Кто-то сильный и жестокий — эту жестокость Мокей чувствовал всем своим трепещущим существом — поставил его на ноги. Серпухин открыл глаза. У стены в длинном, до пола, кожаном переднике ухмылялся Гвоздь. В углу пыточной уже горел горн, в нем на углях лежали крючья и клещи. У входа переговаривались вполголоса два давешних стрельца с палашами, через приоткрытую дверь был виден набитый царской стражей коридор. Словно посторонний зритель, Серпухин наблюдал, как в камеру внесли деревянное кресло с высокой спинкой и расшитой золотой нитью бархатной подушкой. Внимание его сосредоточилось на мелочах. Он с интересом разглядывал узор вышивки, потом искусно набранный поясок одного из стрельцов, потом вспыхнувший радугой перстень на длинном пальце жилистой, похожей на лапу хищной птицы руки… Поднял глаза. Перед ним, привычно сутулясь, замер Грозный. Мокей не заметил, когда он вошел в пыточную, и лишь теперь понял, что стоит лицом к лицу с царем.

— Ну, здравствуй, Мокейка, здравствуй, голубь сизокрылый! — произнес Грозный и, подойдя к креслу, опустился на подушку. — Я по твоей милости почитай всю ночь глаз не сомкнул! Только прилег — прибежал на тебя с доносом боярин Ксафонов, но я его не принял, опоздал лиходей. Да, кстати, что-то я его не вижу, — повернулся он к стоявшему за креслом спальнику.

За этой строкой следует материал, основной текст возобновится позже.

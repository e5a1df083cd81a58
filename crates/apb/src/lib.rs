//! Facade crate for Appueblear features and shared modules.
//! Re-exports domain/kernel primitives and aggregates feature initialization.
//! Keep this crate thin: it should compose other crates, not implement business logic.
//!
//! ## Usage
//! - Add `apb` with the desired feature flags (`catalog` is on by default).
//! - Call [`init`] with the loaded [`domain::config::AppConfig`] to get the catalogs.

pub use apb_domain as domain;
pub use apb_kernel as kernel;

#[cfg(feature = "catalog")]
pub use apb_catalog as catalog;

/// Feature registry for runtime introspection.
pub mod features {
    /// Build-time enabled features (by Cargo feature).
    pub const ENABLED: &[&str] = &[
        #[cfg(feature = "catalog")]
        "catalog",
    ];

    #[must_use]
    pub fn is_enabled(name: &str) -> bool {
        ENABLED.contains(&name)
    }
}

/// Both catalogs of one project, read from the same snapshot.
#[cfg(feature = "catalog")]
#[derive(Debug, Clone)]
pub struct Catalogs {
    pub experiences: catalog::ExperienceCatalog,
    pub info: catalog::InfoCatalog,
}

/// Loads the configured snapshot and extracts both catalogs.
///
/// # Errors
/// Returns an error if the snapshot cannot be read or parsed, or if one of the catalog
/// nodes is not a keyed collection.
#[cfg(feature = "catalog")]
pub fn init(config: &domain::config::AppConfig) -> Result<Catalogs, catalog::CatalogError> {
    let snapshot = catalog::DocumentSnapshot::load(&config.catalog.snapshot)?;
    let catalogs = Catalogs {
        experiences: snapshot.experiences(&config.catalog)?,
        info: snapshot.info_catalog(&config.catalog)?,
    };

    tracing::info!(
        project = %config.catalog.project_id,
        experiences = catalogs.experiences.len(),
        info_records = catalogs.info.len(),
        "Catalogs initialized"
    );
    Ok(catalogs)
}
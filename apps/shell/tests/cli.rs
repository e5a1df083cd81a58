use assert_cmd::Command;
use predicates::prelude::*;
use serde_json::{Value, json};
use std::path::{Path, PathBuf};
use tempfile::TempDir;

fn snapshot(dir: &TempDir) -> PathBuf {
    let document = json!({
        "projects": { "proj_rsK6jYGJzKf9mkbruz2oe6": { "data": {
            "experiences": {
                "e1": {
                    "product_id": "p-1",
                    "name": "Caminata a la cascada Escondida",
                    "slug": "cascada-escondida",
                    "zone": "San Francisco", "state": "Cundinamarca", "price": 140000,
                    "info": {
                        "r1": { "info_id": "i-es", "main_id": "languages" },
                        "r2": { "info_id": "i-guide", "main_id": "facilities" },
                        "r3": { "info_id": "i-gone", "main_id": "facilities" }
                    }
                },
                "e2": {
                    "product_id": "p-2",
                    "name": "Tour de Aventura en Río Claro",
                    "slug": "aventura-rio-claro",
                    "zone": "Río Claro", "state": "Antioquia", "price": "210000"
                }
            },
            "z_btc_info": {
                "i-es": { "main_id": "languages", "product_info": "Español" },
                "i-guide": {
                    "main_id": "facilities",
                    "product_info_title": "Incluye",
                    "product_info": "Guía local",
                    "icon": "Users", "order": "1", "item_order": "1"
                }
            }
        } } }
    });
    let path = dir.path().join("snapshot.json");
    std::fs::write(&path, document.to_string()).unwrap();
    path
}

fn appueblear(snapshot: &Path) -> Command {
    let mut cmd = Command::new(env!("CARGO_BIN_EXE_appueblear"));
    cmd.env_remove("RUST_LOG").arg("--snapshot").arg(snapshot);
    cmd
}

fn stdout_json(cmd: &mut Command) -> Value {
    let output = cmd.assert().success().get_output().stdout.clone();
    serde_json::from_slice(&output).unwrap()
}

#[test]
fn list_prints_every_listable_experience() {
    let dir = TempDir::new().unwrap();
    let rows = stdout_json(appueblear(&snapshot(&dir)).arg("list"));

    assert_eq!(rows.as_array().map(Vec::len), Some(2));
    assert_eq!(rows[0]["slug"], "cascada-escondida");
    assert_eq!(rows[0]["price"], "$140.000");
    assert_eq!(rows[1]["location"], "Río Claro, Antioquia");
}

#[test]
fn list_filters_by_search_term() {
    let dir = TempDir::new().unwrap();
    let rows = stdout_json(appueblear(&snapshot(&dir)).args(["list", "--search", "ANTIOQUIA"]));

    assert_eq!(rows, json!([{
        "productId": "p-2",
        "slug": "aventura-rio-claro",
        "name": "Tour de Aventura en Río Claro",
        "location": "Río Claro, Antioquia",
        "price": "$210.000",
        "image": ""
    }]));
}

#[test]
fn show_prints_the_detail_view() {
    let dir = TempDir::new().unwrap();
    let detail = stdout_json(appueblear(&snapshot(&dir)).args(["show", "cascada-escondida"]));

    assert_eq!(detail["languagesSpoken"], json!(["Español"]));
    assert_eq!(detail["additionalInfo"][0]["title"], "Incluye");
    assert_eq!(detail["additionalInfo"][0]["items"][0]["icon"], "users");
}

#[test]
fn show_unknown_slug_fails() {
    let dir = TempDir::new().unwrap();

    appueblear(&snapshot(&dir))
        .args(["show", "no-existe"])
        .assert()
        .failure()
        .stderr(predicate::str::contains("No experience with slug 'no-existe'"));
}

#[test]
fn check_reports_dangling_references() {
    let dir = TempDir::new().unwrap();

    appueblear(&snapshot(&dir))
        .arg("check")
        .assert()
        .failure()
        .stdout(predicate::str::contains("Dangling reference 'r3' to 'i-gone' in 'cascada-escondida'"))
        .stderr(predicate::str::contains("1 catalog problem(s) found"));
}

#[test]
fn missing_snapshot_is_an_error() {
    let dir = TempDir::new().unwrap();

    appueblear(&dir.path().join("absent.json"))
        .arg("list")
        .assert()
        .failure()
        .stderr(predicate::str::contains("Loading catalogs"));
}

#[test]
fn config_file_and_environment_are_layered() {
    let dir = TempDir::new().unwrap();
    let snapshot = snapshot(&dir);
    let config = dir.path().join("appueblear.toml");
    std::fs::write(
        &config,
        format!(
            "[catalog]\nsnapshot = {:?}\n\n[logging]\nlevel = \"warn\"\n",
            snapshot.display().to_string()
        ),
    )
    .unwrap();

    let rows = stdout_json(
        Command::new(env!("CARGO_BIN_EXE_appueblear")).arg("--config").arg(&config).arg("list"),
    );
    assert_eq!(rows.as_array().map(Vec::len), Some(2));

    let rows = stdout_json(
        Command::new(env!("CARGO_BIN_EXE_appueblear"))
            .env("APB__CATALOG__PROJECT_ID", "proj_other")
            .arg("--config")
            .arg(&config)
            .arg("list"),
    );
    assert_eq!(rows, json!([]));
}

Тот хлопнул в ладоши, и сейчас же тяжелая дубовая дверь отворилась, и в застенок, словно медведя на цепи, ввели голого жирного мужика с похожим на поросячье лицом. Он шел на четвереньках и в наморднике, а приблизившись к креслу, лег на пол и принялся с исступлением лизать сапог Грозного. Тот с брезгливостью отпихнул его ногой.

— А пока ты изволил почивать, — продолжал царь, — я думу думал, вспоминал, что шут мой Мокейка мне понарассказывал… — Сурово сдвинул к переносице брови. — Верно ли, что вчера правду рек?

Бывают в жизни моменты, когда даже самый слабый человек ощущает в себе прилив сил, позволяющий ему цепляться за жизнь. Серпухин облизал пересохшие губы:

— Истинную правду, великий государь!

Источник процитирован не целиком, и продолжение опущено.